[Saved data entries]
::::::
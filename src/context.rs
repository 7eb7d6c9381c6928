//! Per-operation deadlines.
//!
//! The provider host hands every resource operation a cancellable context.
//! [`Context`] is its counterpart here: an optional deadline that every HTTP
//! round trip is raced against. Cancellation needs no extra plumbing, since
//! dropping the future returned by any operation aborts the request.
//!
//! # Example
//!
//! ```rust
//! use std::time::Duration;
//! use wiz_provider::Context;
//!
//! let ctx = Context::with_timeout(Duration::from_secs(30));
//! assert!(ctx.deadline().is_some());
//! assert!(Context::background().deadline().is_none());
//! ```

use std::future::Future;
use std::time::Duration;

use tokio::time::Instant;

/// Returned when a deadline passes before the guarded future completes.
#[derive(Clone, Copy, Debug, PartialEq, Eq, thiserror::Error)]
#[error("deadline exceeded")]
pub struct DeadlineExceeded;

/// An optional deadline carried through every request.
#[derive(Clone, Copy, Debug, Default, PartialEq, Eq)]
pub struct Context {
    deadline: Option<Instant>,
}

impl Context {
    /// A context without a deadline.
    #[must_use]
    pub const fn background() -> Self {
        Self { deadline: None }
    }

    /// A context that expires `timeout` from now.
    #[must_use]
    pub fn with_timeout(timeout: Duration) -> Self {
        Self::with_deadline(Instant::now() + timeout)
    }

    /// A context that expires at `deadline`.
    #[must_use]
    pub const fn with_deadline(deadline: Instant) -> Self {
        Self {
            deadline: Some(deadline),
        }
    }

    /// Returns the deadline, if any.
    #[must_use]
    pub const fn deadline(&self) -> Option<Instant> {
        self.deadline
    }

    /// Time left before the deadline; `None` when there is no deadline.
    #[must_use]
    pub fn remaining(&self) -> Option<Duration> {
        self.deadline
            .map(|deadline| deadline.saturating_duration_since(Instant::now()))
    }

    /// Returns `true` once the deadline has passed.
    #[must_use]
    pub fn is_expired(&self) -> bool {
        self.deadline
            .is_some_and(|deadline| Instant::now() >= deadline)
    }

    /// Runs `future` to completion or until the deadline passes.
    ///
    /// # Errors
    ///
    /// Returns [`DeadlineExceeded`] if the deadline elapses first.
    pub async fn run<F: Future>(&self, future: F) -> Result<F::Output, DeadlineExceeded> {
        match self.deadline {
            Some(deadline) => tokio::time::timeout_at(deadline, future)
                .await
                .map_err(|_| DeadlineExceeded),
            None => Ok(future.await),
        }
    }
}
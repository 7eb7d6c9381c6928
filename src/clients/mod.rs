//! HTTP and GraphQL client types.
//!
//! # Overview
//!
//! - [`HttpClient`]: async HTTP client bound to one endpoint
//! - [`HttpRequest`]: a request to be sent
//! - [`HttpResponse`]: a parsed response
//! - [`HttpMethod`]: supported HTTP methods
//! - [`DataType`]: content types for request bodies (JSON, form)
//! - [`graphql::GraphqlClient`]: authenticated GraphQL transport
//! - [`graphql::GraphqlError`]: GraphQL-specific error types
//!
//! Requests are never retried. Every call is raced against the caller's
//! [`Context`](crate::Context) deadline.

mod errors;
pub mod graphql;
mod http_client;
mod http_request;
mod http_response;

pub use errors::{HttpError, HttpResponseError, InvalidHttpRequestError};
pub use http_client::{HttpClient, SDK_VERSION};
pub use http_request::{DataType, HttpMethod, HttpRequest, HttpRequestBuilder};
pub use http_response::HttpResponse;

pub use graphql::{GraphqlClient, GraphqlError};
::::::
Task statement » Every line above in which the word "background" occurs needs to be copied.

Response »
//! assert!(Context::background().deadline().is_none());
    pub const fn background() -> Self {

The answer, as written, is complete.